Jeff Duncan-Andrade grew up in Oakland, the youngest of seven children. He remembers one day when his mother sat him down, showed him a glass of water, and asked him if it was half full or half empty.

“My mom is good with the trick questions where it seems like there’s no right answer,” said the Oakland high school English teacher, who also teaches Raza Studies and Education at San Francisco State University, to the packed delegate hall. “She said how you choose to answer that question is how you will live your life.”

Duncan-Andrade, a Ph.D. in Social and Cultural Studies in Education and the keynote speaker at the CFT Convention, related this to what the late Tupac Shakur, a poet, rapper, and actor whose parents were active in the Black Panther Party, had to say. He said his students still find the words of Shakur, killed in 1996, meaningful.  

“No matter what you think of him, I challenge you to find anyone with the reach to teach of ‘Pac in late modernity’,” he said, joking he could safely hide a $100 bill in a Shakespeare book in the classroom, but in a book of Shakur’s, it would be found quickly. “It’s not that they’re not interested in literacy — they’re not interested in literacy we’re giving them.”

Duncan-Andrade showed the audience a video of Shakur reading his poem “The Rose that Grew from Concrete,” and said the message is the one his mother was giving him — and one all educators should pay attention to: We need to see students as glasses that are half full and acknowledge their struggle.  

“How absurd would it be if you see a rose in the concrete, and say to your homie, ‘Look at that rose in the concrete! It has damaged petals.’ But of course, we do this with young people all the time — we focus on the damaged petals and not how they’re straining to reach the sun.”

Pointing to a map of Oakland showing the killings that take place in the neighborhoods like the one where he teaches, Duncan-Andrade said inequality is literally making kids sick.  

“These kids have to deal with toxic stress,” he said. “They have worse PTSD [Post-Traumatic Stress Disorder] than soldiers.”

Talking about how it’s impossible to avoid stress (“You know who doesn’t have any stress? Dead people.”), Duncan-Andrade laid out the difference between regular stress and the overproduction of cortisone in toxic stress, saying that his students’ systems get exhausted from being on high alert all the time.

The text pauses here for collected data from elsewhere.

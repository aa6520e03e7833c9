mod device;
mod device_owner;
mod event;
mod schedule;
mod user;

pub use device::{Device, DeviceTable};
pub use device_owner::{DeviceOwner, DeviceOwnerTable};
pub use event::{Event, EventTable};
pub use schedule::{ClockTime, Schedule, ScheduleTable};
pub use user::{User, UserTable};

pub trait Table {
    /// The name of the table
    fn name(&self) -> &'static str;

    /// The SQL statement to create the table
    fn create(&self) -> String;

    /// The SQL statement to dispose the table
    fn dispose(&self) -> String;

    /// The dependencies of the table
    fn dependencies(&self) -> Vec<&'static str>;
}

This is where teachers and school employees can have a real impact. “Medical research is crystal clear on this,” Duncan-Andrade said. “The single biggest protective factor in the lives of students experiencing stress is a caring adult at every institution. That means everybody has to be on deck all the time. It might be a custodian or the woman serving lunch or it might be a teacher.”

Duncan-Andrade ended his presentation with a video of comedian Dave Chappelle interviewing the late poet Maya Angelou. She told Chappelle about intervening when Shakur was arguing with another man on the set of the movie Poetic Justice. Later, Shakur’s mother wrote to Angelou to say she may have saved her son’s life.

Calling the way Angelou had spoken to Shakur about his worth a master lesson in pedagogy, Duncan-Andrade exhorted CFT members to be audacious and offer love and hope to students.  

“In 22 years of teaching, I’ve never had a perfect year, I’ve never had a perfect semester, I’ve never had a perfect marking period, and I’ve never had a perfect week or day or class period,” Andrade-Duncan said. “But I wake up every day expecting to.”